Segment Start: RECORDS FOR THE EXERCISE
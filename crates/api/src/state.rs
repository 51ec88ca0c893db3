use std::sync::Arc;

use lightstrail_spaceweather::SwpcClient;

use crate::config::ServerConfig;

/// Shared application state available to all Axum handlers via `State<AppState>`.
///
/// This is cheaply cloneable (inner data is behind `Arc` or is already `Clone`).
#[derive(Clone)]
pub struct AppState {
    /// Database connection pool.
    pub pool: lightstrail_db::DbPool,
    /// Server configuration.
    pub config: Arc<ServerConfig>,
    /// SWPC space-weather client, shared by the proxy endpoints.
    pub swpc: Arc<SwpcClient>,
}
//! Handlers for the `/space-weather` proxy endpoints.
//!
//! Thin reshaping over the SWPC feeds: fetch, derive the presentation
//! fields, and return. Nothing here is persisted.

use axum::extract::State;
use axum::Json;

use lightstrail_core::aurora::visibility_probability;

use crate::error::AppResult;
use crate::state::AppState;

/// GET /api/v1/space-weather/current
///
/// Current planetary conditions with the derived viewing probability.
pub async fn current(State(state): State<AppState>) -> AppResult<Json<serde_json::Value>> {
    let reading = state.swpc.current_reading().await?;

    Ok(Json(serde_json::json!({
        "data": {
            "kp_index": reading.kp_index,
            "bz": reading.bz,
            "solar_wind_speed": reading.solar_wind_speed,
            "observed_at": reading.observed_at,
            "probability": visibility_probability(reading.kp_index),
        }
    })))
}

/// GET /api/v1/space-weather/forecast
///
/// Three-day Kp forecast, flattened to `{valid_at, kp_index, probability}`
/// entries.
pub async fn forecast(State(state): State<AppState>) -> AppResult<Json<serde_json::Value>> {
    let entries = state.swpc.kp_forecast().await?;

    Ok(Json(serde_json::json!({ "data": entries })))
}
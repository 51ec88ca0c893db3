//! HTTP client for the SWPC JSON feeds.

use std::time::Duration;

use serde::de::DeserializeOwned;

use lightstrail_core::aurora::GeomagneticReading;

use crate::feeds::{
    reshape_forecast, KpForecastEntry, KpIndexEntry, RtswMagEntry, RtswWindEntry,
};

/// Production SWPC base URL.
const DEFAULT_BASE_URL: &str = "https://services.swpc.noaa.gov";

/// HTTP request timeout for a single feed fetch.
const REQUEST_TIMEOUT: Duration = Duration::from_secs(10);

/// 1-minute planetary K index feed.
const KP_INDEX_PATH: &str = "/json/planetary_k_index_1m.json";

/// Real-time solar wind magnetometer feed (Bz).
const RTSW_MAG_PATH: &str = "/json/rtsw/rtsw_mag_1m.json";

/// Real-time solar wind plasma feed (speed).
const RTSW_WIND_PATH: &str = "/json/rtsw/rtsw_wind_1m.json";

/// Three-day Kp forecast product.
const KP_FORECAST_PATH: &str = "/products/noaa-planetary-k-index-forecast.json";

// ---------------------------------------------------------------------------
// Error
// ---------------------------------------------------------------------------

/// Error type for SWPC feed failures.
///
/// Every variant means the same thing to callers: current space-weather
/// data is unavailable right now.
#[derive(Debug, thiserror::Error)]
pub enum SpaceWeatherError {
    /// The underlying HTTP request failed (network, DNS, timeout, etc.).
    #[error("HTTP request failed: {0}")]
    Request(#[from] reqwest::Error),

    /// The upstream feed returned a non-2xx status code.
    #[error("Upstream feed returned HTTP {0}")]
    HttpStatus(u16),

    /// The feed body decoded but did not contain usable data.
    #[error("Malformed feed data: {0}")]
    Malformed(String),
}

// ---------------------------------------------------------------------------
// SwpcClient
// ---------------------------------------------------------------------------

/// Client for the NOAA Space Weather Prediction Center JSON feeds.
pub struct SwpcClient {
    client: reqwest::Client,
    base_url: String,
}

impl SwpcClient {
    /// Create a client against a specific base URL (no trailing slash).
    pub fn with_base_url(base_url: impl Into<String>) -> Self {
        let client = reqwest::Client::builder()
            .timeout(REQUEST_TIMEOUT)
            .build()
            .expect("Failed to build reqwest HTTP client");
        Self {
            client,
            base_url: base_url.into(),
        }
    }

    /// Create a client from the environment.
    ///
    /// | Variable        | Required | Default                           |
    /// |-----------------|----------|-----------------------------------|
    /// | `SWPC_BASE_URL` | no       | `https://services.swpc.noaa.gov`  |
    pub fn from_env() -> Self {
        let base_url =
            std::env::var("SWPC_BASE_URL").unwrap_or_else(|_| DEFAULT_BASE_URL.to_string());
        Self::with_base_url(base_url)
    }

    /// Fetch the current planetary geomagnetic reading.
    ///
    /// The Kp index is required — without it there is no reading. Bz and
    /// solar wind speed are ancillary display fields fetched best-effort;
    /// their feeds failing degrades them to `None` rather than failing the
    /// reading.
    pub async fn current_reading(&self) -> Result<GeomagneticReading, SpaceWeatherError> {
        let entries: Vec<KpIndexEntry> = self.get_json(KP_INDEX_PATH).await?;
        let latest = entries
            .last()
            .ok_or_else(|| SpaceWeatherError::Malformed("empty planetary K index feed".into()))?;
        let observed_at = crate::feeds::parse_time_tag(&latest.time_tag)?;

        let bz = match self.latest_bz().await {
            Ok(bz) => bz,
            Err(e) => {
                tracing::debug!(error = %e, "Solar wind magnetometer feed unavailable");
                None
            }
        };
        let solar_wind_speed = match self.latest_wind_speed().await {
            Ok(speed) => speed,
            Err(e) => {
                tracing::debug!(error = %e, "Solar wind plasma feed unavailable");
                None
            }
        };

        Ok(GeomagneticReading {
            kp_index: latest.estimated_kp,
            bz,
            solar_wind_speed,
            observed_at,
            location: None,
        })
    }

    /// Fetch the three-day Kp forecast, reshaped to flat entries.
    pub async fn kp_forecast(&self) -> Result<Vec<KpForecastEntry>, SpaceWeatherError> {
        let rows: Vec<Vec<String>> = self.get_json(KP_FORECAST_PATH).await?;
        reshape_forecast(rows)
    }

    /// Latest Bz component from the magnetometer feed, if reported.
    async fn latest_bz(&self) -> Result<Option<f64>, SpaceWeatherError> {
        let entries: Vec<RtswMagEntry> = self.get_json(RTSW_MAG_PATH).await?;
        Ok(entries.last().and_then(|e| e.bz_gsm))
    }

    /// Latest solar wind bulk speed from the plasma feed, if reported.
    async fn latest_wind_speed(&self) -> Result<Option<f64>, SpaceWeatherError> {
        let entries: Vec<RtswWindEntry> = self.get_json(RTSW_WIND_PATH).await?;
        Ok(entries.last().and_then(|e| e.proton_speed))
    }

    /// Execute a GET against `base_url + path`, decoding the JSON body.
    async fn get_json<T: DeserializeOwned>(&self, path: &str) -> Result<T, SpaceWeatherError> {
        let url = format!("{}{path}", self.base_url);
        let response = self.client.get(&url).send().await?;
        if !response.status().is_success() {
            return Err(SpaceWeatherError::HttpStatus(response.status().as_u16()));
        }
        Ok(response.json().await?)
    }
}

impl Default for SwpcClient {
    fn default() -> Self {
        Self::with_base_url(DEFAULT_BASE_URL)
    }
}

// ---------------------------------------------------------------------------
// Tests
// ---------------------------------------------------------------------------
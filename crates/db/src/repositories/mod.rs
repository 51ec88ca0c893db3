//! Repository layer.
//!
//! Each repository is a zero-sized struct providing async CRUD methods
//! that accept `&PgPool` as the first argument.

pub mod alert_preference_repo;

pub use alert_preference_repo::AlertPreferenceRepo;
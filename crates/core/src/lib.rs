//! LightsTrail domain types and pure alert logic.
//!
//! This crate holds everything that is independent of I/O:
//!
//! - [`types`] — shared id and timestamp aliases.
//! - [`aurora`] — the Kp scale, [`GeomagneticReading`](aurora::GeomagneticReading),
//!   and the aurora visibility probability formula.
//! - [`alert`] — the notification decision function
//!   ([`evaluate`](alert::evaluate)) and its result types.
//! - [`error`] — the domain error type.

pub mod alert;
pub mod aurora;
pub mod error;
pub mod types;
Segment End: RECORDS FOR THE EXERCISE
Segment Start: RECORDS FOR THE EXERCISE
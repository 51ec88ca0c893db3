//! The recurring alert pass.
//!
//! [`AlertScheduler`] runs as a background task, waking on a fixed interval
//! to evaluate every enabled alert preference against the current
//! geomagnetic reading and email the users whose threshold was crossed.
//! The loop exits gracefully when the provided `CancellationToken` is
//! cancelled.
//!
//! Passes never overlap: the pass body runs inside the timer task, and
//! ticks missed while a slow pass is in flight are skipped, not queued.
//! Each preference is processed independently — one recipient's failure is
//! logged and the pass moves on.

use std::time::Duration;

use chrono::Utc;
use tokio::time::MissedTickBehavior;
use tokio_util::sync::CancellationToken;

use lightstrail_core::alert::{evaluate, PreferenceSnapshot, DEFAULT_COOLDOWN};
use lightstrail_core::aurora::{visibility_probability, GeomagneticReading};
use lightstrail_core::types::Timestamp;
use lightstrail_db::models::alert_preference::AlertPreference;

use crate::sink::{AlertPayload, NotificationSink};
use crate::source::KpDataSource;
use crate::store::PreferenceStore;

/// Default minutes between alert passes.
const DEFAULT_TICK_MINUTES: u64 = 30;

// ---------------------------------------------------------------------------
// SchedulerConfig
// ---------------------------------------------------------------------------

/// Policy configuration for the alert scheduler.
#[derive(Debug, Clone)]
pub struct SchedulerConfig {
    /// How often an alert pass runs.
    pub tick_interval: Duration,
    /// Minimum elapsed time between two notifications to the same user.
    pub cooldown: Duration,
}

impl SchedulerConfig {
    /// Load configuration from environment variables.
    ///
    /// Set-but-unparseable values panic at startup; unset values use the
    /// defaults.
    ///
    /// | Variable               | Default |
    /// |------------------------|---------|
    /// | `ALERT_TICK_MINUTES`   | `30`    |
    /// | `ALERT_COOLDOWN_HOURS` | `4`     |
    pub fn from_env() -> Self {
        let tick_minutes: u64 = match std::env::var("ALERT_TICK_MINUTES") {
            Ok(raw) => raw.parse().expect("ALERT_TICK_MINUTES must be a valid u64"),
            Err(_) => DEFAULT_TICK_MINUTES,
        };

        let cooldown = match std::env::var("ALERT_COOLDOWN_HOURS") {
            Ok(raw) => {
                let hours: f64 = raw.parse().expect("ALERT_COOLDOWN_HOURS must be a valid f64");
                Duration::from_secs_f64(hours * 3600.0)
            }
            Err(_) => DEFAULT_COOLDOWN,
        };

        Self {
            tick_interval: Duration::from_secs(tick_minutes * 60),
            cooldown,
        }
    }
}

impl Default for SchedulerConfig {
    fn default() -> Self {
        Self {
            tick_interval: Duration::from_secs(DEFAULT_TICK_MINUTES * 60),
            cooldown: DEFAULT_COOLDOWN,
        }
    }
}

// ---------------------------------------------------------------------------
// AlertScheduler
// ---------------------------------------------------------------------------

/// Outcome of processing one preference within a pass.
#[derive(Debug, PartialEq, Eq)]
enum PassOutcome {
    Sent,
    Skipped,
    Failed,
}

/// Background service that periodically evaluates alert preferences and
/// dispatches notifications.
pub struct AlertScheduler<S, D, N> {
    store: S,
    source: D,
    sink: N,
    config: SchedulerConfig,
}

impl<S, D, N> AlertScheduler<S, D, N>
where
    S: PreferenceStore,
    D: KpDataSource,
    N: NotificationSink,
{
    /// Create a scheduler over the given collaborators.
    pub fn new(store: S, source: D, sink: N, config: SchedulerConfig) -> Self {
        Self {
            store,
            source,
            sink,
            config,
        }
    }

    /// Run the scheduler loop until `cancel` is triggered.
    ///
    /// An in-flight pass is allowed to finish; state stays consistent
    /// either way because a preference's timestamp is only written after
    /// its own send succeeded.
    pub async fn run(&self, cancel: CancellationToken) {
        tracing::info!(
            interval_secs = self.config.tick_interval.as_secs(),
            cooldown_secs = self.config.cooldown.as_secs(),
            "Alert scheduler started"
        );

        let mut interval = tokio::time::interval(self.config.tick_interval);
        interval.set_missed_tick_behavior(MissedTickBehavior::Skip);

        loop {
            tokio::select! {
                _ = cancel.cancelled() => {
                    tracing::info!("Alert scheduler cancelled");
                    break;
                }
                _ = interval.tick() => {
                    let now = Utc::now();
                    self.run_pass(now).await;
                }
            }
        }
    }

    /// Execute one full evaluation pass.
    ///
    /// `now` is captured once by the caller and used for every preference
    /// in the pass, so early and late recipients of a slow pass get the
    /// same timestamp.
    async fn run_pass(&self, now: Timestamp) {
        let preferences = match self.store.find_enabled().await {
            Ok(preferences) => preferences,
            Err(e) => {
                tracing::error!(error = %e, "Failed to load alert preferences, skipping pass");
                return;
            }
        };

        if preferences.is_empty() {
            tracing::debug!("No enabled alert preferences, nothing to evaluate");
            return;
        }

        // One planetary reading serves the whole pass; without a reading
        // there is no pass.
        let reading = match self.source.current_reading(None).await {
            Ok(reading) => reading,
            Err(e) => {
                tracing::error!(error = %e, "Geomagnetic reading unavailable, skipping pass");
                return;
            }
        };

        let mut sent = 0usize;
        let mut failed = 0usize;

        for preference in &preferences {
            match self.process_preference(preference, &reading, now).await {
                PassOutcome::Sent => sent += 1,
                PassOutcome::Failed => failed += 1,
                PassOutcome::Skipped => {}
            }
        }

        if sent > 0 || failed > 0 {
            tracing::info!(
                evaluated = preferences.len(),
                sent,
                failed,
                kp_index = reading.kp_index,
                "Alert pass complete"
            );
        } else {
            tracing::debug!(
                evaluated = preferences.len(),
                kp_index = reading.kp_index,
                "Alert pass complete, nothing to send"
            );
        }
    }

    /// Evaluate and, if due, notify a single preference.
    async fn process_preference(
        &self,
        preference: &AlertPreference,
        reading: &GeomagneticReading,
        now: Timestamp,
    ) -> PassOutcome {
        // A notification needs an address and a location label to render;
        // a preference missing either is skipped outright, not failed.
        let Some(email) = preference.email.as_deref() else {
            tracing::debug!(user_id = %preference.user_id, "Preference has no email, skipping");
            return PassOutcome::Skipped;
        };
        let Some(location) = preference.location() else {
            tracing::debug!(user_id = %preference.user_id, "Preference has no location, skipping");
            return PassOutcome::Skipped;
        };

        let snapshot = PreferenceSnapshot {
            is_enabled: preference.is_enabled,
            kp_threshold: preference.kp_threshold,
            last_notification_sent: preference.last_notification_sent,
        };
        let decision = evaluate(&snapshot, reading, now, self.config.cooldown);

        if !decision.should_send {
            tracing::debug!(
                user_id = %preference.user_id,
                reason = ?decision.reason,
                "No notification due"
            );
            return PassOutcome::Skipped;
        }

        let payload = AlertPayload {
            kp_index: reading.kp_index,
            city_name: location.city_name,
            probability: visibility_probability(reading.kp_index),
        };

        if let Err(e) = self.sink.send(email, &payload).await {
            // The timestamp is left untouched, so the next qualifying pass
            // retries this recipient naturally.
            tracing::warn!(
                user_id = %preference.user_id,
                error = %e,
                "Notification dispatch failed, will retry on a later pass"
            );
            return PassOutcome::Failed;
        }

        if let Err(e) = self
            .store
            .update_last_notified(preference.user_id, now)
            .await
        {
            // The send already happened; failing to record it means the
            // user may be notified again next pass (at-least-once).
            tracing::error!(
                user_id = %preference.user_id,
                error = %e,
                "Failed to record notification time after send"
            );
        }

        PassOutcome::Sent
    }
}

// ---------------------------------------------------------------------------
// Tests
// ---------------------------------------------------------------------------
Segment End: RECORDS FOR THE EXERCISE
## TASK DETAILS
The answer must be every line of the data that contains the word "same".

## THE COMPLETED TASK
/// Every variant means the same thing to callers: current space-weather
    /// Minimum elapsed time between two notifications to the same user.
    /// same timestamp.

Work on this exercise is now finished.